On June 30, a new law went into effect across Florida that has far-reaching implications for any motorist who engages in a hit and run accident. The law says that drivers who flee from accidents in which a person has been killed will get mandatory time in prison. Additionally, in a similar situation where a victim is seriously injured but not killed, the person responsible will be charged with a second-degree felony.
The new law represents the culmination of a grass-roots effort by many Floridians who viewed the previous laws as enabling hit and run accidents. Proponents of the new law say that the lax hit and run laws created an environment where drunk drivers would simply go home and sober up first before calling police to report an accident.
In fact, the new law is called the Aaron Cohen Life Protection Act and is named for a 36-year-old father who was struck and killed in Miami by a motorist while riding his bicycle in 2012. The driver in that crash took off from the scene, only to turn himself in 18 hours later.

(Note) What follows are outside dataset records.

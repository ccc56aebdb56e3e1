mod common;

use chrono::{Duration, TimeZone, Utc};
use rusty_library_loans::adapters::RetryPolicy;
use rusty_library_loans::adapters::mock::FixedClock;
use rusty_library_loans::adapters::postgres::{PostgresInventoryLedger, PostgresLoanStore};
use rusty_library_loans::application::catalog;
use rusty_library_loans::application::loan::{
    Outcome, ServiceDependencies, borrow, delete, find_loan, give_back, loans_for_member, renew,
};
use rusty_library_loans::domain::policy::Immediate;
use sqlx::PgPool;
use std::sync::Arc;
use std::time::Duration as StdDuration;
use uuid::Uuid;

use common::{book, member, stock_of, title};

/// テスト間で衝突しない識別子
///
/// データベースは共有されるため、テストごとに書名と会員IDを変える。
fn unique(prefix: &str) -> String {
    format!("{}-{}", prefix, Uuid::new_v4())
}

/// PostgreSQLアダプターで依存関係を組み立てる
fn postgres_deps(pool: &PgPool) -> (ServiceDependencies, Arc<FixedClock>) {
    let retry = RetryPolicy::new(3, StdDuration::from_millis(20));
    let lock_timeout = StdDuration::from_secs(2);
    let clock = Arc::new(FixedClock::new(
        Utc.with_ymd_and_hms(2024, 6, 1, 9, 0, 0).unwrap(),
    ));

    let deps = ServiceDependencies {
        inventory_ledger: Arc::new(PostgresInventoryLedger::new(
            pool.clone(),
            lock_timeout,
            retry,
        )),
        loan_store: Arc::new(PostgresLoanStore::new(
            pool.clone(),
            Arc::new(Immediate),
            lock_timeout,
            retry,
        )),
        clock: clock.clone(),
    };

    (deps, clock)
}

#[tokio::test]
#[ignore] // Requires PostgreSQL, run with: cargo test --test postgres_store_test -- --ignored
async fn test_postgres_borrow_renew_return_delete() {
    let pool = common::create_test_pool().await;
    let beloved = unique("Beloved");
    let ann = unique("ann@example.com");
    let bob = unique("bob@example.com");
    let (deps, clock) = postgres_deps(&pool);

    catalog::add_book(&deps, book(&beloved, 1, 1))
        .await
        .expect("Failed to add book");

    assert_eq!(borrow(&deps, &ann, &beloved).await, Outcome::Ok);
    assert_eq!(stock_of(&deps, &beloved).await.available(), 0);
    assert_eq!(
        borrow(&deps, &bob, &beloved).await,
        Outcome::Unavailable
    );

    clock.advance(Duration::days(3));
    assert_eq!(renew(&deps, &ann, &beloved).await, Outcome::Ok);

    let loan = find_loan(&deps, &member(&ann), &title(&beloved))
        .await
        .expect("Loan should exist");
    assert_eq!(loan.core().renew_count.value(), 1);
    assert_eq!(
        loan.core().borrowed_at,
        Utc.with_ymd_and_hms(2024, 6, 4, 9, 0, 0).unwrap()
    );

    assert_eq!(
        delete(&deps, &ann, &beloved).await,
        Outcome::StillActive
    );
    assert_eq!(
        give_back(&deps, &ann, &beloved).await,
        Outcome::Ok
    );
    assert_eq!(stock_of(&deps, &beloved).await.available(), 1);
    assert_eq!(
        delete(&deps, &ann, &beloved).await,
        Outcome::Ok
    );
    assert_eq!(
        delete(&deps, &ann, &beloved).await,
        Outcome::NotFound
    );
}

#[tokio::test]
#[ignore] // Requires PostgreSQL, run with: cargo test --test postgres_store_test -- --ignored
async fn test_postgres_duplicate_borrow_rolls_back_stock() {
    let pool = common::create_test_pool().await;
    let jazz = unique("Jazz");
    let ann = unique("ann@example.com");
    let (deps, _clock) = postgres_deps(&pool);

    catalog::add_book(&deps, book(&jazz, 3, 3))
        .await
        .expect("Failed to add book");

    assert_eq!(borrow(&deps, &ann, &jazz).await, Outcome::Ok);
    assert_eq!(
        borrow(&deps, &ann, &jazz).await,
        Outcome::Duplicate
    );

    // 重複時の減算はロールバックされている
    assert_eq!(stock_of(&deps, &jazz).await.available(), 2);
}

#[tokio::test]
#[ignore] // Requires PostgreSQL, run with: cargo test --test postgres_store_test -- --ignored
async fn test_postgres_reborrow_after_return_replaces_record() {
    let pool = common::create_test_pool().await;
    let jazz = unique("Jazz");
    let ann = unique("ann@example.com");
    let (deps, clock) = postgres_deps(&pool);

    catalog::add_book(&deps, book(&jazz, 1, 1))
        .await
        .expect("Failed to add book");

    borrow(&deps, &ann, &jazz).await;
    renew(&deps, &ann, &jazz).await;
    give_back(&deps, &ann, &jazz).await;

    clock.advance(Duration::days(1));
    assert_eq!(borrow(&deps, &ann, &jazz).await, Outcome::Ok);

    let loans = loans_for_member(&deps, &member(&ann))
        .await
        .expect("Failed to list loans");
    assert_eq!(loans.len(), 1);
    assert!(loans[0].is_active());
    assert_eq!(loans[0].core().renew_count.value(), 0);
}

#[tokio::test(flavor = "multi_thread", worker_threads = 4)]
#[ignore] // Requires PostgreSQL, run with: cargo test --test postgres_store_test -- --ignored
async fn test_postgres_concurrent_borrows_of_last_copy() {
    const N: usize = 12;

    let pool = common::create_test_pool().await;
    let beloved = unique("Beloved");
    let (deps, _clock) = postgres_deps(&pool);
    let deps = Arc::new(deps);

    catalog::add_book(&deps, book(&beloved, 1, 1))
        .await
        .expect("Failed to add book");

    let handles: Vec<_> = (0..N)
        .map(|i| {
            let deps = deps.clone();
            let member_id = unique(&format!("member{}@example.com", i));
            let book_title = beloved.clone();
            tokio::spawn(async move { borrow(&deps, &member_id, &book_title).await })
        })
        .collect();

    let outcomes: Vec<Outcome> = futures::future::join_all(handles)
        .await
        .into_iter()
        .map(|joined| joined.expect("task panicked"))
        .collect();

    assert_eq!(outcomes.iter().filter(|o| **o == Outcome::Ok).count(), 1);
    assert!(
        outcomes
            .iter()
            .all(|o| matches!(o, Outcome::Ok | Outcome::Unavailable | Outcome::Transient))
    );

    let stock = stock_of(&deps, &beloved).await;
    assert_eq!(stock.available(), 0);
    assert_eq!(stock.copies(), 1);
}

Many believe the delay thwarted police from pursuing a DUI manslaughter case.
A staggering 2012 statistic shows why the new law gained so much public support. That year, the Florida Highway Patrol recorded 17,000 people injured throughout the state as a result of hit and run drivers. That number is shocking by itself, but to know that 166 of those victims were killed by those encounters is truly heartbreaking.

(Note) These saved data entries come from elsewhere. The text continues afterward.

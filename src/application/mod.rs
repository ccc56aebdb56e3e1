pub mod catalog;
pub mod loan;
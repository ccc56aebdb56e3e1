use crate::ports::Clock;
use chrono::{DateTime, Utc};

/// Wall-clock time.
#[derive(Debug, Clone, Copy, Default)]
pub struct SystemClock;

impl Clock for SystemClock {
    fn now(&self) -> DateTime<Utc> {
        Utc::now()
    }
}
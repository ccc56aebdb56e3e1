pub mod clock;
pub mod inventory_ledger;
pub mod loan_store;
pub mod store_error;

pub use clock::Clock;
pub use inventory_ledger::InventoryLedger;
pub use loan_store::LoanStore;
pub use store_error::StoreError;
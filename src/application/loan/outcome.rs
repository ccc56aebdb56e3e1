use serde::Serialize;
use std::fmt;

use super::errors::LoanApplicationError;

/// 呼び出し側（HTTP層など）に返す結果コード
///
/// 想定内の失敗はすべてここに集約され、プロセスを落とす例外にはしない。
#[derive(Debug, Clone, Copy, PartialEq, Eq, Hash, Serialize)]
#[serde(rename_all = "snake_case")]
pub enum Outcome {
    Ok,
    Duplicate,
    Unavailable,
    NotFound,
    Maxed,
    StillActive,
    OverReturn,
    Transient,
    Error,
}

impl Outcome {
    pub fn as_str(&self) -> &'static str {
        match self {
            Outcome::Ok => "ok",
            Outcome::Duplicate => "duplicate",
            Outcome::Unavailable => "unavailable",
            Outcome::NotFound => "not_found",
            Outcome::Maxed => "maxed",
            Outcome::StillActive => "still_active",
            Outcome::OverReturn => "over_return",
            Outcome::Transient => "transient",
            Outcome::Error => "error",
        }
    }

    pub fn is_ok(&self) -> bool {
        matches!(self, Outcome::Ok)
    }

    pub fn of<T>(result: &Result<T, LoanApplicationError>) -> Self {
        match result {
            Ok(_) => Outcome::Ok,
            Err(err) => Outcome::from(err),
        }
    }
}

impl From<&LoanApplicationError> for Outcome {
    fn from(err: &LoanApplicationError) -> Self {
        match err {
            LoanApplicationError::InvalidInput(_)
            | LoanApplicationError::BookNotFound(_)
            | LoanApplicationError::LoanNotFound => Outcome::NotFound,
            LoanApplicationError::BookUnavailable => Outcome::Unavailable,
            LoanApplicationError::OverReturn => Outcome::OverReturn,
            LoanApplicationError::DuplicateActiveLoan => Outcome::Duplicate,
            LoanApplicationError::RenewalNotAllowed => Outcome::Maxed,
            LoanApplicationError::StillActive => Outcome::StillActive,
            LoanApplicationError::Transient(_) => Outcome::Transient,
            LoanApplicationError::StoreError(_) => Outcome::Error,
        }
    }
}

impl fmt::Display for Outcome {
    fn fmt(&self, f: &mut fmt::Formatter<'_>) -> fmt::Result {
        f.write_str(self.as_str())
    }
}
use chrono::{DateTime, Utc};

/// Source of "now" for borrow, due and return date computations.
pub trait Clock: Send + Sync {
    fn now(&self) -> DateTime<Utc>;
}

Victims of car accidents often suffer catastrophic injures. Even worse, many times these accidents are caused by reckless, distracted or negligent drivers. News headlines seem to be filled with stories of people causing accidents while texting and driving. The good news is that the legal system provides a way for many of the victims of such preventable car accidents to sue the responsible party. A victim of a car accident may be able to receive compensation for their medical expenses as well as the pain and suffering they had to endure.